Placental tissues were obtained from GDM and normal pregnant women; miR-155-5p expression was then evaluated by RT‒qPCR and CEBPB expression by western blot and immunohistochemical staining. To investigate the impact of miR-155-5p on insulin sensitivity and CEBPB expression, HTR-8/SVneo cells were transfected with either miR-155-5p mimic or inhibitor under basal and insulin-stimulated conditions. Cellular glucose uptake consumption was quantified using a glucose assay kit. Furthermore, the targeting relationship between miR-155-5p and CEBPB was validated using a dual luciferase reporter assay.

RESULTS

Reduced miR-155-5p expression and elevated CEBPB expression were observed in GDM placentas and high glucose treated HTR8/SVneo cells. The overexpression of miR-155-5p significantly enhanced insulin signaling and glucose uptake in trophoblasts.
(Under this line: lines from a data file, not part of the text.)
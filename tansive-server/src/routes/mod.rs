//! Route wiring for the Catalog Server: per-entity routers nested onto one top-level `Router`.

pub mod auth;
pub mod kind;
pub mod sessions;
pub mod status;
pub mod tangents;

use axum::routing::{get, post};
use axum::Router;

use crate::state::AppState;

/// Assemble the full Catalog Server router.
pub fn build_router(state: AppState) -> Router {
    Router::new()
        .route("/auth/login", post(auth::login))
        .route("/auth/default-view-adoptions/:catalog", post(auth::adopt_default_view))
        .route("/auth/view-adoptions/:catalog/:label", post(auth::adopt_labeled_view))
        .route("/status", get(status::status))
        .route("/tangents", post(tangents::register))
        .route("/sessions", post(sessions::create))
        .route("/sessions/exchange", post(sessions::exchange))
        .route("/sessions/execution-state", post(sessions::execution_state))
        .route("/:kind", post(kind::create).get(kind::list))
        .route("/:kind/*name", get(kind::get).put(kind::put).delete(kind::delete))
        .with_state(state)
}
#[cfg(test)]
mod tests {
    use super::*;
    use std::sync::Arc;
    use tansive_catalog::{Catalog, InMemoryCatalog, Tangent};
    use tansive_policy::{Intent, Rule, ViewDef};
    use tansive_tokens::{FixedClock, SigningKeyCache, TokenService};

    async fn setup() -> (SessionManager, Arc<InMemoryCatalog>, TenantId, CatalogId) {
        let store = Arc::new(InMemoryCatalog::new());
        let tenant_id = TenantId::now_v7();
        let catalog_id = CatalogId::now_v7();
        store
            .create_catalog(Catalog {
                id: catalog_id,
                tenant_id,
                project_id: tansive_core::ProjectId::now_v7(),
                name: "valid-catalog".to_string(),
                description: String::new(),
                info: json!({}),
            })
            .await
            .unwrap();

        let admin_view = View {
            id: ViewId::now_v7(),
            catalog_id,
            label: DEFAULT_ADMIN_VIEW_LABEL.to_string(),
            def: ViewDef::new(
                DEFAULT_ADMIN_VIEW_LABEL,
                Scope::catalog_only(catalog_id, "valid-catalog"),
                vec![Rule::new(Intent::Allow, vec!["system.catalog.admin".into()], vec![ResourcePath::parse("res://catalogs/valid-catalog").unwrap()])],
            ),
        };
        store.create_view(admin_view).await.unwrap();

        let cache = Arc::new(SigningKeyCache::new(store.clone(), "test-password"));
        let clock = Arc::new(FixedClock(1_700_000_000));
        let tokens = Arc::new(TokenService::new(cache, clock, "localhost:8080", 3600));

        let manager = SessionManager::new(store.clone(), store.clone(), store.clone(), store.clone(), tokens);
        (manager, store, tenant_id, catalog_id)
    }

    #[tokio::test]
    async fn scenario_a_default_adoption_yields_scope_and_allow_rule() {
        let (manager, _store, tenant_id, _catalog_id) = setup().await;
        let minted = manager.adopt_default_view(tenant_id, "valid-catalog").await.unwrap();
        assert!(!minted.token.is_empty());
    }

    #[tokio::test]
    async fn unknown_catalog_fails_default_adoption() {
        let (manager, _store, tenant_id, _catalog_id) = setup().await;
        assert!(manager.adopt_default_view(tenant_id, "nope").await.is_err());
    }

    #[tokio::test]
    async fn labeled_adoption_requires_adopt_view_permission() {
        let (manager, store, tenant_id, catalog_id) = setup().await;
        store
            .create_view(View {
                id: ViewId::now_v7(),
                catalog_id,
                label: "readonly".to_string(),
                def: ViewDef::new("readonly", Scope::catalog_only(catalog_id, "valid-catalog"), vec![]),
            })
            .await
            .unwrap();

        let powerless = ViewDef::new("powerless", Scope::catalog_only(catalog_id, "valid-catalog"), vec![]);
        let err = manager.adopt_labeled_view(tenant_id, "valid-catalog", "readonly", &powerless).await.unwrap_err();
        assert!(matches!(err, SessionError::AdoptionDenied { .. }));

        let admin = ViewDef::new(
            "admin",
            Scope::catalog_only(catalog_id, "valid-catalog"),
            vec![Rule::new(Intent::Allow, vec!["system.catalog.admin".into()], vec![ResourcePath::parse("res://catalogs/valid-catalog").unwrap()])],
        );
        assert!(manager.adopt_labeled_view(tenant_id, "valid-catalog", "readonly", &admin).await.is_ok());
    }

    async fn register_tangent(store: &InMemoryCatalog, tenant_id: TenantId) -> TangentId {
        let tangent_id = TangentId::now_v7();
        store
            .register_tangent(Tangent {
                id: tangent_id,
                tenant_id,
                public_key_access: [0u8; 32],
                public_key_log_signing: [0u8; 32],
                url: "https://tangent.local".to_string(),
                capabilities: vec![],
                created_by: "test".to_string(),
                onboarding_key: String::new(),
            })
            .await
            .unwrap();
        tangent_id
    }

    #[tokio::test]
    async fn scenario_d_pkce_redeem_once_then_fails() {
        let (manager, store, tenant_id, catalog_id) = setup().await;
        let view = store.get_view(catalog_id, DEFAULT_ADMIN_VIEW_LABEL).await.unwrap();
        let tangent_id = register_tangent(&store, tenant_id).await;

        let verifier = "a".repeat(64);
        let challenge = {
            use base64::engine::general_purpose::URL_SAFE_NO_PAD as B;
            use base64::Engine as _;
            use sha2::{Digest, Sha256};
            B.encode(Sha256::digest(verifier.as_bytes()))
        };

        let handoff = manager
            .create_session(
                CreateSessionRequest {
                    tenant_id,
                    catalog_id,
                    variant_id: None,
                    skillset_path: "demo/agent".to_string(),
                    skill_name: "run".to_string(),
                    view_id: view.id,
                    tangent_id,
                    user_id: "u1".to_string(),
                    code_challenge: challenge,
                    session_ttl: Duration::hours(1),
                    auth_code_ttl: Duration::minutes(10),
                },
                chrono::Utc::now(),
            )
            .await
            .unwrap();
        assert_eq!(handoff.tangent_url, "https://tangent.local");

        let now = chrono::Utc::now();
        let redeemed = manager.redeem_handoff(&handoff.auth_code, &verifier, now).await.unwrap();
        assert_eq!(redeemed.session.id, handoff.session_id);

        let err = manager.redeem_handoff(&handoff.auth_code, &verifier, now).await.unwrap_err();
        assert_eq!(err, SessionError::InvalidAuthCode);
    }

    #[tokio::test]
    async fn finalize_session_is_one_shot() {
        let (manager, store, tenant_id, catalog_id) = setup().await;
        let view = store.get_view(catalog_id, DEFAULT_ADMIN_VIEW_LABEL).await.unwrap();
        let tangent_id = register_tangent(&store, tenant_id).await;

        let session = Session {
            id: SessionId::now_v7(),
            tenant_id,
            catalog_id,
            variant_id: None,
            skillset_path: "demo/agent".to_string(),
            skill_name: "run".to_string(),
            view_id: view.id,
            tangent_id: Some(tangent_id),
            user_id: "u1".to_string(),
            status_summary: SessionStatusSummary::Running,
            status: json!({}),
            info: json!({}),
            started_at: chrono::Utc::now(),
            ended_at: None,
            expires_at: chrono::Utc::now() + Duration::hours(1),
        };
        store.create_session(session.clone()).await.unwrap();

        manager
            .finalize_session(session.id, SessionStatusSummary::Completed, json!({"ok": true}), chrono::Utc::now())
            .await
            .unwrap();

        let err = manager
            .finalize_session(session.id, SessionStatusSummary::Failed, json!({}), chrono::Utc::now())
            .await
            .unwrap_err();
        assert!(matches!(err, tansive_core::CatalogError::SessionAlreadyFinalized { .. }));
    }
}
Conversely, inhibiting miR-155-5p induced the opposite effects. Additionally, CEBPB was directly targeted and negatively regulated by miR-155-5p in HTR8/SVneo cells. Silencing CEBPB effectively restored the inhibitory effect of miR-155-5p downregulation on insulin sensitivity in trophoblasts.

DISCUSSION

These findings suggest that miR-155-5p could enhance insulin sensitivity in trophoblasts by targeting CEBPB, highlighting the potential of miR-155-5p as a therapeutic target for improving the intrauterine hyperglycemic environment in GDM.